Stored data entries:
[Start of Attachment]
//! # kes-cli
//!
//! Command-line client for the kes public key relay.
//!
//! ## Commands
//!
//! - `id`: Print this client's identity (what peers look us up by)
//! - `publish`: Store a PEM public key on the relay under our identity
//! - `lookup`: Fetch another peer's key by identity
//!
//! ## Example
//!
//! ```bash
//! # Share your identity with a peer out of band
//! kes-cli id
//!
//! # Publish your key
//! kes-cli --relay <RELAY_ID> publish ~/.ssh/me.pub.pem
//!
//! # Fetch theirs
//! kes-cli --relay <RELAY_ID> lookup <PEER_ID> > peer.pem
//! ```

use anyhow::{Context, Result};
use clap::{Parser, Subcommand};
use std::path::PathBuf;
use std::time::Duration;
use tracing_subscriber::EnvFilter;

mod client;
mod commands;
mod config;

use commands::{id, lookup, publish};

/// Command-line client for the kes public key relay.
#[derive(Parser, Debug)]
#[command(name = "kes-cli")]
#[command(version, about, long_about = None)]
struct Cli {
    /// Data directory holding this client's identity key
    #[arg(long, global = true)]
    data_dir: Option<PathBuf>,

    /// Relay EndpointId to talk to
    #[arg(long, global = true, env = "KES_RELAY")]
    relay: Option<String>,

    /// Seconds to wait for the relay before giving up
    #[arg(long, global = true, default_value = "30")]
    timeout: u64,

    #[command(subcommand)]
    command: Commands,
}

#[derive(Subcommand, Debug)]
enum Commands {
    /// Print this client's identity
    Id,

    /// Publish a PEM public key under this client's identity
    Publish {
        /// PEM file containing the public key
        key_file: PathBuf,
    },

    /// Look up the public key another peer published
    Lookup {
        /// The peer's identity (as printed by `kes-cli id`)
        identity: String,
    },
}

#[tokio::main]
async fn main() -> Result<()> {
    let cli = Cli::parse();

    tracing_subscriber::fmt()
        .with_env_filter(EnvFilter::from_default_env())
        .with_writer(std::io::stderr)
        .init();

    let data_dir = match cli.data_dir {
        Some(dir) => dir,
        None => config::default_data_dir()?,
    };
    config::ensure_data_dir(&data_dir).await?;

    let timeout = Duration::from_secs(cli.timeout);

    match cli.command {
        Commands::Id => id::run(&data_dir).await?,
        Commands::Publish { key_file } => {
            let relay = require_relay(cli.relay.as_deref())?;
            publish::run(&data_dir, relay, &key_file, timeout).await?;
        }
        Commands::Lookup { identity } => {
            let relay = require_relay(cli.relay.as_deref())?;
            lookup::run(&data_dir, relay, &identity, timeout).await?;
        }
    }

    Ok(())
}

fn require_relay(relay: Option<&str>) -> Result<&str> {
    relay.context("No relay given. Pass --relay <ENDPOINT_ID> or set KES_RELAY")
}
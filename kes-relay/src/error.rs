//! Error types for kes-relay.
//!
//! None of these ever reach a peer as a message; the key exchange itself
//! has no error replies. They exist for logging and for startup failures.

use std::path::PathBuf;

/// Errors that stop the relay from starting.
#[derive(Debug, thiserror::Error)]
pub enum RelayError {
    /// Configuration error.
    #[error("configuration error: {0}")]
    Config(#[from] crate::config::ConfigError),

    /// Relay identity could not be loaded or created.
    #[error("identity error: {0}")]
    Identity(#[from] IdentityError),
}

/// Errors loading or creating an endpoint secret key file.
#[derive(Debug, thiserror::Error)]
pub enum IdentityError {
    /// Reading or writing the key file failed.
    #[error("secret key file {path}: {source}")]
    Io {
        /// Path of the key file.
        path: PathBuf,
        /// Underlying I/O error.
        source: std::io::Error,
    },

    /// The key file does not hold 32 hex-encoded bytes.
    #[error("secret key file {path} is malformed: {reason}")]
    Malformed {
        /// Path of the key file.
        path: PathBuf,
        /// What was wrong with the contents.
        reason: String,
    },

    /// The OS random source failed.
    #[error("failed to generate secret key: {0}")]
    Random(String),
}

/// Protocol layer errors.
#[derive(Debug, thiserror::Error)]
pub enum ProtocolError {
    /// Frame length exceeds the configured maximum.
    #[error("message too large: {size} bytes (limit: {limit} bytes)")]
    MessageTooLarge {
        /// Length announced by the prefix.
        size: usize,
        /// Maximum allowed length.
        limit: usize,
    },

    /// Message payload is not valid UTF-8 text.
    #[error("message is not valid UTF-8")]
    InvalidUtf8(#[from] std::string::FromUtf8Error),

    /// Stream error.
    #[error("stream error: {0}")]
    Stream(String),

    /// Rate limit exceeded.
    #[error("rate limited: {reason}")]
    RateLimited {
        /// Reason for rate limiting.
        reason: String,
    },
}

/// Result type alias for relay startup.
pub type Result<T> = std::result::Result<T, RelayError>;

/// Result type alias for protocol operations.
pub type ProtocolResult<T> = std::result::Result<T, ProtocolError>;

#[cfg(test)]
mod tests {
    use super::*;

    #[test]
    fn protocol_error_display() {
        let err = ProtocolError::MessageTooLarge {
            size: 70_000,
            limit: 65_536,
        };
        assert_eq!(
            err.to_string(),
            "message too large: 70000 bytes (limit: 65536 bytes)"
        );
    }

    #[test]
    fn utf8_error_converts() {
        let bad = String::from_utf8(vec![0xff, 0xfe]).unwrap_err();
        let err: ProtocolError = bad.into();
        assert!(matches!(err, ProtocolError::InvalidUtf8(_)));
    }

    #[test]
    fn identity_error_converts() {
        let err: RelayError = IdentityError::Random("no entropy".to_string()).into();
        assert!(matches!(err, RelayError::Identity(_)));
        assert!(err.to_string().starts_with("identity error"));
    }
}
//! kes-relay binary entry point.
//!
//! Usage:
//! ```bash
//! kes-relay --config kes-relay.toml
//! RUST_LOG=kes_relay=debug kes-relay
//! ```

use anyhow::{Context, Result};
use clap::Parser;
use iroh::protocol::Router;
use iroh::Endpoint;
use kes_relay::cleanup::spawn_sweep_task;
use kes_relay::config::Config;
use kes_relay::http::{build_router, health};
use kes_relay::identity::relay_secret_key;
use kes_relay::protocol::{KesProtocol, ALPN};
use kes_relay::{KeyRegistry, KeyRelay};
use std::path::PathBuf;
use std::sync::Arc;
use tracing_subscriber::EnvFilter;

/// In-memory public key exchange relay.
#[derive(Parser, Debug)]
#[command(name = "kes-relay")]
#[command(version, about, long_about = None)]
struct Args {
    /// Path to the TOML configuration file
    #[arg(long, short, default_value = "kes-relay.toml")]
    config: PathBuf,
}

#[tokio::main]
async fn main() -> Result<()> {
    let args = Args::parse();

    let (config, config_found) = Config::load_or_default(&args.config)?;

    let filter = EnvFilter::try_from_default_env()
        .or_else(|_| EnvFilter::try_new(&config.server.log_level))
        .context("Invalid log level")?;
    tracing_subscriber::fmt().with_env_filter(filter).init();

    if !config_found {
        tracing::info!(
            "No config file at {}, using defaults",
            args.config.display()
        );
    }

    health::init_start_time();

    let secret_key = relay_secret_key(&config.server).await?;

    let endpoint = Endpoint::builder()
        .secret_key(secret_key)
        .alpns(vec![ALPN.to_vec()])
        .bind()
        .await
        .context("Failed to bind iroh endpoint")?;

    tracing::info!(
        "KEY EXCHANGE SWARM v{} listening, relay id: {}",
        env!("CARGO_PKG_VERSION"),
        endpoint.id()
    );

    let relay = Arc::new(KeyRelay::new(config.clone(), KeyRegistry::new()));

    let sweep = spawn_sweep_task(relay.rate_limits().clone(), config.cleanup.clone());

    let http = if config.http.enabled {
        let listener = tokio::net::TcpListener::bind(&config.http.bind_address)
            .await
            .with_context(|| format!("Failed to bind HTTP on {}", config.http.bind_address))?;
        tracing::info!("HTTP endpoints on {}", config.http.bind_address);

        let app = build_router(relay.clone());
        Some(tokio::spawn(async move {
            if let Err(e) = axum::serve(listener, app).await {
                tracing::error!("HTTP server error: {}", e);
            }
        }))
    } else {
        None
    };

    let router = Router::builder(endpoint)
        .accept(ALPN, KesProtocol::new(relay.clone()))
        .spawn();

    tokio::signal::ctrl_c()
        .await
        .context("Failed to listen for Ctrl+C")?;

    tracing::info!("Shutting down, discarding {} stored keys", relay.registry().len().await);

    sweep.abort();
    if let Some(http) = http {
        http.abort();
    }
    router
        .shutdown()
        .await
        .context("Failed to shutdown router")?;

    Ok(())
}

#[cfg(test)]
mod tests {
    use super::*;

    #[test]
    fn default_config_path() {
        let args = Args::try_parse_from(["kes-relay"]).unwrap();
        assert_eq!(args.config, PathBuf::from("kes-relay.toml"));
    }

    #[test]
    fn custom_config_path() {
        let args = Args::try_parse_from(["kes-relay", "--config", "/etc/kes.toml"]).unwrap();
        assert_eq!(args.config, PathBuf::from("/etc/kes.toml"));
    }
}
[End of Attachment]
_Work instruction_.
Pull out all lines from the entries above that include the word "startup".

_Solution to this task_.
//! has no error replies. They exist for logging and for startup failures.
/// Result type alias for relay startup.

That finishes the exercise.